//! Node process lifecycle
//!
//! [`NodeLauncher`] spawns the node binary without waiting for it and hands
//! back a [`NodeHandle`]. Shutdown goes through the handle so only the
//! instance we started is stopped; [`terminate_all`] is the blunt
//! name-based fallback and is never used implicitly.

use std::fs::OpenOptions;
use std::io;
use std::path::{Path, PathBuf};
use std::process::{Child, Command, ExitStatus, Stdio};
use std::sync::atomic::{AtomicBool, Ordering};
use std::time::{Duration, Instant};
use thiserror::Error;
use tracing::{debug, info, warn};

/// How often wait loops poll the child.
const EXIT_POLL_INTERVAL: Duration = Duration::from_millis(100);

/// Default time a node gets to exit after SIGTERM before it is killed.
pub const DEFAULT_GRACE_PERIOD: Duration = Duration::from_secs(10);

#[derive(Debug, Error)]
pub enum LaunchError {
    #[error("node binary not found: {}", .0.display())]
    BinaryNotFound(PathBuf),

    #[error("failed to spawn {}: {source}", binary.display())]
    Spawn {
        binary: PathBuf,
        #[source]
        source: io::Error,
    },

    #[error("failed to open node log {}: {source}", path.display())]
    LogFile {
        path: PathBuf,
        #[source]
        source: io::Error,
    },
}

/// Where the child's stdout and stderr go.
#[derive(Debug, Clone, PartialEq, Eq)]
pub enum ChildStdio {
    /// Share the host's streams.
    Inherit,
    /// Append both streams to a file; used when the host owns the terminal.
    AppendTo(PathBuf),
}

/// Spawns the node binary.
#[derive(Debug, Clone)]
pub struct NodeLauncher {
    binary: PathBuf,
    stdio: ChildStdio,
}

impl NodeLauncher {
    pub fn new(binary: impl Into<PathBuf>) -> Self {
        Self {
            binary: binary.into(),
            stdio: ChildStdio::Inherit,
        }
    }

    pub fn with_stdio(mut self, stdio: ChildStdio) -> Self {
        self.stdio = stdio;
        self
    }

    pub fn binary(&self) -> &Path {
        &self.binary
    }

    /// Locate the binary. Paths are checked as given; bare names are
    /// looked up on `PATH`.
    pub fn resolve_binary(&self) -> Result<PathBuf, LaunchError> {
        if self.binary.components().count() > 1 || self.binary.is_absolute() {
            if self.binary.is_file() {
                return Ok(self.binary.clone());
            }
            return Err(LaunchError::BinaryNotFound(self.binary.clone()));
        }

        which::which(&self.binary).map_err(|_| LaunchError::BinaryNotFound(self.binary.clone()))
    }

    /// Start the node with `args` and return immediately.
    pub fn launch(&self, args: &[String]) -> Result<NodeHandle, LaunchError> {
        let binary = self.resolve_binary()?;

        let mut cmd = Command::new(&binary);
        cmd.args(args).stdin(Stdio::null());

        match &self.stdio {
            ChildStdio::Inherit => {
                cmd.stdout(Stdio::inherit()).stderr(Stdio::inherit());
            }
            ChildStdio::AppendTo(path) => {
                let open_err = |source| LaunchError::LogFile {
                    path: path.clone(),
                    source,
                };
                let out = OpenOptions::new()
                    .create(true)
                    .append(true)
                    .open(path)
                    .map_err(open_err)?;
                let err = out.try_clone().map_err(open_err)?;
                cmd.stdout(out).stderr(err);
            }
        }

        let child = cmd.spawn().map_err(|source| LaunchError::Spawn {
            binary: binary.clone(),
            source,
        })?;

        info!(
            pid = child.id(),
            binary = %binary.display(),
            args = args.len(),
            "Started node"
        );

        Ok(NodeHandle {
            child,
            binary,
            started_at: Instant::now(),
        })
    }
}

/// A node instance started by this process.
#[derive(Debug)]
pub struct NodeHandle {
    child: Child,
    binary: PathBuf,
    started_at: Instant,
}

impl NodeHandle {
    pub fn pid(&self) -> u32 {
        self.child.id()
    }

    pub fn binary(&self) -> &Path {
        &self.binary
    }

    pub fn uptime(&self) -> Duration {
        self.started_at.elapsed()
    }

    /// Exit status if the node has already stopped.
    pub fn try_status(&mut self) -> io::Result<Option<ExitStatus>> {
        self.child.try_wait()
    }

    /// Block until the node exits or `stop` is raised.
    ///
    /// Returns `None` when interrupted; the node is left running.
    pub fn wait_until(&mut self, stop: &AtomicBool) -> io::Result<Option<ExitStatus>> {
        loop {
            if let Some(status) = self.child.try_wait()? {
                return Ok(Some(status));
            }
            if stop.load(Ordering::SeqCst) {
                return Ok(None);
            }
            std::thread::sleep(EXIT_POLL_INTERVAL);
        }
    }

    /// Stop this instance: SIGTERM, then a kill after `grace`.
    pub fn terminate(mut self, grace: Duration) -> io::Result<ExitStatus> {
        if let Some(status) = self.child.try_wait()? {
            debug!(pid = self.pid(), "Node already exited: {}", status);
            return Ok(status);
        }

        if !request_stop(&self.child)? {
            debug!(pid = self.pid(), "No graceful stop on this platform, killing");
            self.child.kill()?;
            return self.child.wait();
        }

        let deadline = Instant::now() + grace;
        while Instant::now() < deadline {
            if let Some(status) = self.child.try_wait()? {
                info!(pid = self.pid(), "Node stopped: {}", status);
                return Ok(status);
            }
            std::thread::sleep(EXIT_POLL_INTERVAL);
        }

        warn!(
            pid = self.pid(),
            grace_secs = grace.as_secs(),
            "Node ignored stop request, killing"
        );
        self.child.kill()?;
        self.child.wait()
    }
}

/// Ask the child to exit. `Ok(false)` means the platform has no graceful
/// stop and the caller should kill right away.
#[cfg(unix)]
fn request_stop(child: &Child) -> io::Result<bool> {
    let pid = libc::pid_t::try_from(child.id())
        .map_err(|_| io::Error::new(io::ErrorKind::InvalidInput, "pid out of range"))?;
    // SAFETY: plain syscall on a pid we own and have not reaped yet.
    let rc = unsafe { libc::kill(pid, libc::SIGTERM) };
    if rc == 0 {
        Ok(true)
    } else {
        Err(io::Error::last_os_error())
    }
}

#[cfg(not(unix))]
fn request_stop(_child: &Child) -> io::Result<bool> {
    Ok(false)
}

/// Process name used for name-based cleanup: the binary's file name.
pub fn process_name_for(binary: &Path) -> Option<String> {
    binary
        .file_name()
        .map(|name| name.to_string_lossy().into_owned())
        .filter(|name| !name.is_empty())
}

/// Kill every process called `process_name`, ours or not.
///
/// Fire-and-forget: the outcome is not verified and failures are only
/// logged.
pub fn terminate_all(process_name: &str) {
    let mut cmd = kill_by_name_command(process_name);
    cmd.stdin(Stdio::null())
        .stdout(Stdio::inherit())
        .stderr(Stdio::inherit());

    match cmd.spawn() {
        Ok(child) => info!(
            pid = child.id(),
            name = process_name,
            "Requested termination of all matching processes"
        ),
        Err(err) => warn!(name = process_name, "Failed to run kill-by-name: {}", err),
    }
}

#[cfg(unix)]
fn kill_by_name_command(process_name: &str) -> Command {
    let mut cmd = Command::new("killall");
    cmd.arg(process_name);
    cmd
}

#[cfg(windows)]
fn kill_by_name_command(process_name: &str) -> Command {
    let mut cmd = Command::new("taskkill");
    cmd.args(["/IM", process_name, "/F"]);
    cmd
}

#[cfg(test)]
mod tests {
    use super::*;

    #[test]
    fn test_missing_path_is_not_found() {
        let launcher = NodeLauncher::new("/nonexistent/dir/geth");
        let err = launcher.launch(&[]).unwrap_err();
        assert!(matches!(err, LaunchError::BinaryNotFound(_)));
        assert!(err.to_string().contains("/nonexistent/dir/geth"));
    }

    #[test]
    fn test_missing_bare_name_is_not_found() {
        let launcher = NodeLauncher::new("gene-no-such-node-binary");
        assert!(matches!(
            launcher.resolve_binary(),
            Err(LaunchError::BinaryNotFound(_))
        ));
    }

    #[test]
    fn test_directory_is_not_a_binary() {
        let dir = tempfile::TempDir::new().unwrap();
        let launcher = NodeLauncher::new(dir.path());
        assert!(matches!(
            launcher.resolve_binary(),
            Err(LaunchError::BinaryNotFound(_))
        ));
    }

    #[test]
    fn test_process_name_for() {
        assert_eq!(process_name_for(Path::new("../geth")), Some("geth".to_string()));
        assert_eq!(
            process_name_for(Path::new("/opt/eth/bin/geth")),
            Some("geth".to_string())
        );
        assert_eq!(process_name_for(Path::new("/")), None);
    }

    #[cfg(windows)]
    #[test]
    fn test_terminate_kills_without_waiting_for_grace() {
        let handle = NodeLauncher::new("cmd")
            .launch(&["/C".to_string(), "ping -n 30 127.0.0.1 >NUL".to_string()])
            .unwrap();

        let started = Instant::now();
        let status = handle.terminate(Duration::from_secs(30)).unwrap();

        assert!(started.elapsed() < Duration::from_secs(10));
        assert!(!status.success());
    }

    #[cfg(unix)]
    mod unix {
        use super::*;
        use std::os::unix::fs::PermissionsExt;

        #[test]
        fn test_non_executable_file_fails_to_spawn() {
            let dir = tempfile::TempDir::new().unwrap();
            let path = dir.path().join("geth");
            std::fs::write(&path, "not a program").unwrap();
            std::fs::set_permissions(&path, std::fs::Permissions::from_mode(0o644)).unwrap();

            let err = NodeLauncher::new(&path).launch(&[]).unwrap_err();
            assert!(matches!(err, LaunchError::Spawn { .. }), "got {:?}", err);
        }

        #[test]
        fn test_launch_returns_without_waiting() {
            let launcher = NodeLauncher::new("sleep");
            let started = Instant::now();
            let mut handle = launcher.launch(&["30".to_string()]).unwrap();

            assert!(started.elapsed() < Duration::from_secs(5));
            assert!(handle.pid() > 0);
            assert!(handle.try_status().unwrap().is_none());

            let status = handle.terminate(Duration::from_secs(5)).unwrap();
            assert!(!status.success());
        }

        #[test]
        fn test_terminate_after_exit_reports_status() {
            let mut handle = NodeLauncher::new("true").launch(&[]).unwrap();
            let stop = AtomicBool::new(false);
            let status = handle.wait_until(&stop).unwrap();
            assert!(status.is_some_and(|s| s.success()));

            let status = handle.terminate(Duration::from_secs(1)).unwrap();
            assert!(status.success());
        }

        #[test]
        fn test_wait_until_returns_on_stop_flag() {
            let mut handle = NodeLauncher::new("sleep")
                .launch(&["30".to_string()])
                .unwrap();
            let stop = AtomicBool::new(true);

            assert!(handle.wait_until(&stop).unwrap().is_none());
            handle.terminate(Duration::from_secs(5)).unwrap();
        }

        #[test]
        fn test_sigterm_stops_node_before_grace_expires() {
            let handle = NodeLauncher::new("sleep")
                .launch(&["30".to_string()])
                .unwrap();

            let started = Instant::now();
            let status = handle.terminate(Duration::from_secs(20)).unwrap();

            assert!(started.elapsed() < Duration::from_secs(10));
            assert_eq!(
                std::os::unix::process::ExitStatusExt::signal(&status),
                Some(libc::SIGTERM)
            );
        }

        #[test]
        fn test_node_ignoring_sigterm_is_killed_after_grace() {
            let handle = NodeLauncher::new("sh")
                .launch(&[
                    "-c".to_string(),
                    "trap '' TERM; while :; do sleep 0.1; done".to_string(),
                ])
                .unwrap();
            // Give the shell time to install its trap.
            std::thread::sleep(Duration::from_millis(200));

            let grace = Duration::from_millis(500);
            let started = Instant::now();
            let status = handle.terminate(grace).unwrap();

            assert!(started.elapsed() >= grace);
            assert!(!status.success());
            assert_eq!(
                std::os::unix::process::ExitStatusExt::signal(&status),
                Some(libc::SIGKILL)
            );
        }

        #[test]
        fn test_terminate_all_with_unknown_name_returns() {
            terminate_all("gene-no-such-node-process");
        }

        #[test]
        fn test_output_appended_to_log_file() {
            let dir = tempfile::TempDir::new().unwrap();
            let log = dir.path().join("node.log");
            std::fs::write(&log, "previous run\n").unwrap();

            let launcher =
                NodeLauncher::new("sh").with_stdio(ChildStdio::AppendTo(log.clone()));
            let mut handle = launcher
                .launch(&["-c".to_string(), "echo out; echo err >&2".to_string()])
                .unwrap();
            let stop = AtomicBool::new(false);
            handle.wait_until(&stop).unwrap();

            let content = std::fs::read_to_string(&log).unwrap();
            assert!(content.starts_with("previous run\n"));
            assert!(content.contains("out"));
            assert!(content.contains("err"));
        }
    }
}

(WHAT IS REQUIRED) In how many lines of the data does the word "only" appear? Respond with the number and nothing more.

(WORKED SOLUTION) 2